# SE-tegra?



## Guest (Oct 17, 2002)

hey i thought i saw somewhere on the net that someone had put a integra front end on a Se-R anyone think they know what site i mean my comp shut down on me and lemme know if ya like the idea. thanks >dreamin


----------



## GregV (Apr 30, 2002)

Dreamin of 13's said:


> *hey i thought i saw somewhere on the net that someone had put a integra front end on a Se-R anyone think they know what site i mean my comp shut down on me and lemme know if ya like the idea. thanks >dreamin *


http://www.mossyperformance.com/pages/best_paint.htm


----------



## sno (Oct 4, 2002)

is it just me or should honda/acura and nissan never be mixed? (on the same car atleast)


----------



## samo (Apr 30, 2002)

sno said:


> *is it just me or should honda/acura and nissan never be mixed? (on the same car atleast) *


It's just you. And here's why - the Menace Civic with the S14B front end conversion:


















Hell yeah.


----------



## toolapcfan (Jul 10, 2002)

It's not just him, I wouldn't do it either, but it does look badass, even if there is a Tool setting in the driver's seat. It's certainly better than the crappy tailight mod on that B13 in the "Best looking B13" thread.


----------



## sno (Oct 4, 2002)

samo said:


> *It's just you. And here's why - the Menace Civic with the S14B front end conversion:
> 
> 
> 
> ...


 such a beautiful front end on such an ugly car!

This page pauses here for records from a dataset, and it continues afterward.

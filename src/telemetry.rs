//! Tracing/logging initialization.

use tracing_subscriber::EnvFilter;

use crate::config::{LedgerConfig, LogFormat};

/// Initialize tracing for the process.
///
/// `RUST_LOG` wins over the configured level. Safe to call multiple times
/// (subsequent calls are no-ops).
pub fn init_tracing(config: &LedgerConfig) {
    let filter = EnvFilter::try_from_default_env()
        .unwrap_or_else(|_| EnvFilter::new(&config.log_level));

    let builder = tracing_subscriber::fmt()
        .with_env_filter(filter)
        .with_target(false);

    let _ = match config.log_format {
        LogFormat::Json => builder.json().try_init(),
        LogFormat::Text => builder.compact().try_init(),
    };
}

having a nissan is sorta what sets us apart from the "main-streamers" and FnF noobs. why would you ever want to merge the two?? but i guess everything has to be done atleast once.


----------



## samo (Apr 30, 2002)

Here we go again  ...

First of all, the EK Civic is a pretty good-looking car if you ask me. It has very attractive lines from the factory and is an _excellent_ platform to build upon.

I enjoy my Nissan - I find great pleasure in driving and modding her. She's a little different than most of the stuff out there because she's a Nissan, and that's cool. I always get people asking me, "What kind of car is that?" 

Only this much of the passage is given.